So here's the deal: For each of our 50+ repositories, we have a three-tiered branch model: Dev, Test, Master. Dev can be updated whenever the Devs want, and changes are aggregated by a team lead and submitted for deployment to our test environment, at which time the code is merged to the test branch and tagged. Once the code is tested and passed, (and deployed) it is migrated to master. After the code is in master and deployed successfully, we kill the old branches and create new ones only when requested.
But we are scanning our code with SonarQube and Fortify and it's getting overwhelming to update our scan schedule every time a new branch is requested. We want to keep the model of refreshing the branches each release.
My thought is to create one new branch per repository that would always stay the same name but which would automatically have the code from the test branch merged in to it each time a merge to test is done from the dev branch. We would use this branch for code scanning, as it should match the changing branch exactly.

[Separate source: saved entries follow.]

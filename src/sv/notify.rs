//! Payment notification processing.
//!
//! `Notify::handle` never fails. Whatever happens inside, the HTTP layer
//! answers the provider with [`wxpay::ACK`](crate::wxpay::ACK); the returned
//! [`NotifyOutcome`] only feeds logs and tests.

use serde::Serialize;

use super::{
  settlement::{Settlement, SettlementOutcome, SettlementRequest},
  user::User,
};
use crate::{
  prelude::*,
  utils,
  wxpay::{
    EncryptedResource, Notification, PayApi, PaymentEvent,
    decrypt_event,
  },
};

#[derive(Debug, Clone, PartialEq, Serialize)]
#[serde(tag = "outcome", rename_all = "snake_case")]
pub enum NotifyOutcome {
  NoResource,
  Malformed { error: String },
  KeyMissing,
  DecryptFailed { error: String },
  NotPaid { trade_state: Option<String> },
  MissingOpenid,
  Paid {
    openid: String,
    vip_granted: bool,
    settlement: Option<SettlementOutcome>,
  },
}

/// Identity recovered from the event's attach field.
#[derive(Debug, Clone, PartialEq, Eq)]
pub struct Correlation {
  pub openid: Option<String>,
  pub referrer_code: Option<String>,
}

/// JSON attach first, then the payer block. Only an attach that is not JSON
/// at all is taken as a bare openid.
pub fn correlation(event: &PaymentEvent) -> Correlation {
  let raw = utils::non_empty(event.attach.as_deref());
  let payer = event
    .payer
    .as_ref()
    .and_then(|p| utils::non_empty(p.openid.as_deref()));
  let field = |attach: &json::Value, name: &str| {
    utils::non_empty(attach.get(name).and_then(json::Value::as_str))
  };

  match raw {
    Some(raw) => match json::from_str::<json::Value>(&raw) {
      Ok(attach) => Correlation {
        openid: field(&attach, "openid").or(payer),
        referrer_code: field(&attach, "referrer_code"),
      },
      Err(_) => Correlation { openid: Some(raw), referrer_code: None },
    },
    None => Correlation { openid: payer, referrer_code: None },
  }
}

pub struct Notify<'a> {
  db: &'a DatabaseConnection,
  pay: Option<&'a dyn PayApi>,
  api_v3_key: Option<&'a str>,
}

impl<'a> Notify<'a> {
  /// `pay` is only needed for settlement; decryption needs just the key.
  pub fn new(
    db: &'a DatabaseConnection,
    pay: Option<&'a dyn PayApi>,
    api_v3_key: Option<&'a str>,
  ) -> Self {
    Self { db, pay, api_v3_key }
  }

  pub async fn handle(&self, body: &[u8]) -> NotifyOutcome {
    let notification: Notification = match json::from_slice(body) {
      Ok(notification) => notification,
      Err(err) => {
        warn!("Malformed payment notification: {}", err);
        return NotifyOutcome::Malformed { error: err.to_string() };
      }
    };

    let Some(resource) = notification.resource else {
      debug!("Notification {:?} carries no resource", notification.id);
      return NotifyOutcome::NoResource;
    };

    let event = match self.event(resource) {
      Ok(event) => event,
      Err(outcome) => return outcome,
    };

    self.apply(event).await
  }

  fn event(&self, resource: json::Value) -> Result<PaymentEvent, NotifyOutcome> {
    let encrypted = ["ciphertext", "nonce", "associated_data"]
      .iter()
      .all(|field| resource.get(field).is_some());

    if !encrypted {
      debug!("Notification resource is already decrypted");
      return json::from_value(resource)
        .map_err(|err| NotifyOutcome::Malformed { error: err.to_string() });
    }

    let resource: EncryptedResource = json::from_value(resource)
      .map_err(|err| NotifyOutcome::Malformed { error: err.to_string() })?;

    let Some(key) = self.api_v3_key else {
      error!("Encrypted notification received but API v3 key is not set");
      return Err(NotifyOutcome::KeyMissing);
    };

    decrypt_event(
      key.as_bytes(),
      &resource.ciphertext,
      &resource.nonce,
      &resource.associated_data,
    )
    .map_err(|err| {
      error!("Failed to decrypt payment notification: {}", err);
      NotifyOutcome::DecryptFailed { error: err.to_string() }
    })
  }

  async fn apply(&self, event: PaymentEvent) -> NotifyOutcome {
    if !event.is_paid() {
      info!(
        "Order {:?} not paid, trade state {:?}",
        event.out_trade_no, event.trade_state
      );
      return NotifyOutcome::NotPaid { trade_state: event.trade_state };
    }

    let Correlation { openid, referrer_code } = correlation(&event);
    let Some(openid) = openid else {
      warn!("Paid order {:?} has no openid to credit", event.out_trade_no);
      return NotifyOutcome::MissingOpenid;
    };

    let vip_granted = match User::new(self.db).grant_vip(&openid).await {
      Ok(true) => {
        info!("VIP granted to {} for order {:?}", openid, event.out_trade_no);
        true
      }
      Ok(false) => {
        warn!("Paid order {:?} for unknown user {}", event.out_trade_no, openid);
        false
      }
      Err(err) => {
        error!("Failed to grant VIP to {}: {}", openid, err);
        false
      }
    };

    let settlement = match referrer_code {
      Some(code) => Some(self.settle(&event, code).await),
      None => None,
    };

    NotifyOutcome::Paid { openid, vip_granted, settlement }
  }

  async fn settle(
    &self,
    event: &PaymentEvent,
    referrer_code: String,
  ) -> SettlementOutcome {
    let (Some(pay), Some(transaction_id), Some(total_amount)) =
      (self.pay, event.transaction_id.clone(), event.total_amount())
    else {
      let error = "payment disabled or event lacks transaction id/amount";
      warn!("Skipping settlement for {}: {}", referrer_code, error);
      return SettlementOutcome::Failed { error: error.into() };
    };

    Settlement::new(self.db, pay)
      .settle(SettlementRequest {
        transaction_id,
        out_trade_no: event.out_trade_no.clone().unwrap_or_default(),
        referrer_code,
        total_amount,
      })
      .await
  }
}

#[cfg(test)]
mod tests {
  use base64::{Engine, engine::general_purpose::STANDARD};

  use super::*;
  use crate::{
    entity::{SharingStatus, profit_sharing_record, referral_code, user},
    sv::{
      test_utils::{FakePay, TEST_API_V3_KEY, test_db},
      user::Profile,
    },
    wxpay::crypto::tests::{AAD, NONCE, encrypt},
  };

  async fn seed(db: &DatabaseConnection) {
    User::new(db).login_openid("o-1", Profile::default(), None).await.unwrap();
    referral_code::ActiveModel {
      code: Set("REF001".into()),
      owner_name: Set("Ann".into()),
      owner_contact: Set(None),
      owner_openid: Set(None),
      commission_rate: Set(0),
      receiver_openid: Set(Some("o-recv".into())),
      sharing_percentage: Set(Some(30)),
      is_active: Set(true),
      created_at: Set(utils::now()),
    }
    .insert(db)
    .await
    .unwrap();
  }

  fn paid_event(attach: &str) -> json::Value {
    json::json!({
      "out_trade_no": "PT_1700000000000_0001",
      "transaction_id": "4200000000000000001",
      "trade_state": "SUCCESS",
      "attach": attach,
      "amount": {"total": 1800, "payer_total": 1800},
      "payer": {"openid": "o-payer"}
    })
  }

  fn attach() -> String {
    json::json!({"openid": "o-1", "app": "phototree", "referrer_code": "REF001"})
      .to_string()
  }

  fn plain(event: json::Value) -> Vec<u8> {
    json::json!({"id": "n-1", "event_type": "TRANSACTION.SUCCESS", "resource": event})
      .to_string()
      .into_bytes()
  }

  fn encrypted(ciphertext: String) -> Vec<u8> {
    json::json!({
      "id": "n-1",
      "event_type": "TRANSACTION.SUCCESS",
      "resource": {
        "algorithm": "AEAD_AES_256_GCM",
        "ciphertext": ciphertext,
        "nonce": NONCE,
        "associated_data": AAD
      }
    })
    .to_string()
    .into_bytes()
  }

  async fn is_vip(db: &DatabaseConnection, openid: &str) -> bool {
    user::Entity::find()
      .filter(user::Column::Openid.eq(openid))
      .one(db)
      .await
      .unwrap()
      .unwrap()
      .is_vip
  }

  #[test]
  fn test_correlation_fallbacks() {
    let event: PaymentEvent = json::from_value(paid_event(&attach())).unwrap();
    assert_eq!(
      correlation(&event),
      Correlation {
        openid: Some("o-1".into()),
        referrer_code: Some("REF001".into())
      }
    );

    let event: PaymentEvent = json::from_value(paid_event("o-legacy")).unwrap();
    assert_eq!(correlation(&event).openid.as_deref(), Some("o-legacy"));

    let event: PaymentEvent = json::from_value(paid_event("")).unwrap();
    assert_eq!(correlation(&event).openid.as_deref(), Some("o-payer"));
  }

  #[test]
  fn test_json_attach_without_openid_uses_payer() {
    let attach = json::json!({"app": "phototree"}).to_string();
    let event: PaymentEvent = json::from_value(paid_event(&attach)).unwrap();
    assert_eq!(
      correlation(&event),
      Correlation { openid: Some("o-payer".into()), referrer_code: None }
    );

    let attach = json::json!({"openid": 7, "referrer_code": "REF001"}).to_string();
    let event: PaymentEvent = json::from_value(paid_event(&attach)).unwrap();
    assert_eq!(
      correlation(&event),
      Correlation {
        openid: Some("o-payer".into()),
        referrer_code: Some("REF001".into())
      }
    );
  }

  #[tokio::test]
  async fn test_plain_success_grants_vip_despite_settlement_failure() {
    let db = test_db::setup().await;
    seed(&db).await;
    let pay = FakePay::failing();

    let outcome = Notify::new(&db, Some(&pay), Some(TEST_API_V3_KEY))
      .handle(&plain(paid_event(&attach())))
      .await;

    let NotifyOutcome::Paid { openid, vip_granted, settlement } = outcome else {
      panic!("unexpected outcome: {outcome:?}");
    };
    assert_eq!(openid, "o-1");
    assert!(vip_granted);
    assert!(matches!(settlement, Some(SettlementOutcome::Failed { .. })));
    assert!(is_vip(&db, "o-1").await);

    let rows = profit_sharing_record::Entity::find().all(&db).await.unwrap();
    assert_eq!(rows.len(), 1);
    assert_eq!(rows[0].status, SharingStatus::Failed);
  }

  #[tokio::test]
  async fn test_encrypted_success_settles() {
    let db = test_db::setup().await;
    seed(&db).await;
    let pay = FakePay::new();
    let plaintext = paid_event(&attach()).to_string();
    let ciphertext =
      encrypt(TEST_API_V3_KEY.as_bytes(), NONCE, AAD, plaintext.as_bytes());

    let outcome = Notify::new(&db, Some(&pay), Some(TEST_API_V3_KEY))
      .handle(&encrypted(ciphertext))
      .await;

    assert!(matches!(
      outcome,
      NotifyOutcome::Paid {
        vip_granted: true,
        settlement: Some(SettlementOutcome::Settled { amount: 540, .. }),
        ..
      }
    ));
    assert!(is_vip(&db, "o-1").await);
  }

  #[tokio::test]
  async fn test_tampered_tag_grants_nothing() {
    let db = test_db::setup().await;
    seed(&db).await;
    let pay = FakePay::new();
    let plaintext = paid_event(&attach()).to_string();
    let ciphertext =
      encrypt(TEST_API_V3_KEY.as_bytes(), NONCE, AAD, plaintext.as_bytes());

    // flip one bit of the trailing tag
    let mut raw = STANDARD.decode(&ciphertext).unwrap();
    let last = raw.len() - 1;
    raw[last] ^= 0x01;
    let tampered = STANDARD.encode(raw);

    let outcome = Notify::new(&db, Some(&pay), Some(TEST_API_V3_KEY))
      .handle(&encrypted(tampered))
      .await;

    assert!(matches!(outcome, NotifyOutcome::DecryptFailed { .. }));
    assert!(!is_vip(&db, "o-1").await);
    assert!(pay.sharing_calls().is_empty());
  }

  #[tokio::test]
  async fn test_encrypted_without_key() {
    let db = test_db::setup().await;
    seed(&db).await;

    let pay = FakePay::new();

    let outcome = Notify::new(&db, Some(&pay), None)
      .handle(&encrypted("AAAA".repeat(8)))
      .await;

    assert_eq!(outcome, NotifyOutcome::KeyMissing);
    assert!(!is_vip(&db, "o-1").await);
  }

  #[tokio::test]
  async fn test_encrypted_success_without_merchant_credentials() {
    let db = test_db::setup().await;
    seed(&db).await;
    let plaintext = paid_event(&attach()).to_string();
    let ciphertext =
      encrypt(TEST_API_V3_KEY.as_bytes(), NONCE, AAD, plaintext.as_bytes());

    let outcome = Notify::new(&db, None, Some(TEST_API_V3_KEY))
      .handle(&encrypted(ciphertext))
      .await;

    assert!(matches!(
      outcome,
      NotifyOutcome::Paid {
        vip_granted: true,
        settlement: Some(SettlementOutcome::Failed { .. }),
        ..
      }
    ));
    assert!(is_vip(&db, "o-1").await);
    let rows = profit_sharing_record::Entity::find().all(&db).await.unwrap();
    assert!(rows.is_empty());
  }

  #[tokio::test]
  async fn test_non_success_and_empty_notifications() {
    let db = test_db::setup().await;
    seed(&db).await;
    let sv = Notify::new(&db, None, None);

    let mut event = paid_event(&attach());
    event["trade_state"] = "NOTPAY".into();
    assert_eq!(
      sv.handle(&plain(event)).await,
      NotifyOutcome::NotPaid { trade_state: Some("NOTPAY".into()) }
    );
    assert_eq!(sv.handle(b"{}").await, NotifyOutcome::NoResource);
    assert!(matches!(sv.handle(b"not json").await, NotifyOutcome::Malformed { .. }));
    assert!(!is_vip(&db, "o-1").await);
  }

  #[tokio::test]
  async fn test_redelivery_is_idempotent() {
    let db = test_db::setup().await;
    seed(&db).await;
    let pay = FakePay::new();
    let sv = Notify::new(&db, Some(&pay), Some(TEST_API_V3_KEY));
    let body = plain(paid_event(&attach()));

    sv.handle(&body).await;
    let outcome = sv.handle(&body).await;

    assert!(matches!(
      outcome,
      NotifyOutcome::Paid {
        vip_granted: true,
        settlement: Some(SettlementOutcome::AlreadySettled),
        ..
      }
    ));
    assert_eq!(pay.sharing_calls().len(), 1);
  }
}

We could kick it off as part of our Jenkins pipeline scripts, but that would just move the problem from 'updating the branches in the scanning schedules' to 'updating 50+ scripts' (or one parameterized list, which is better, but not ideal)
Is there a way to automatically perform a merge from the dev branch to a permanent test branch at the same time as the primary merge to the impermanent primary test branch? All without having to go in and update the scripts by hand (or better, a parameterized list)? Am I likely to run into problems (parent branch issues, etc?)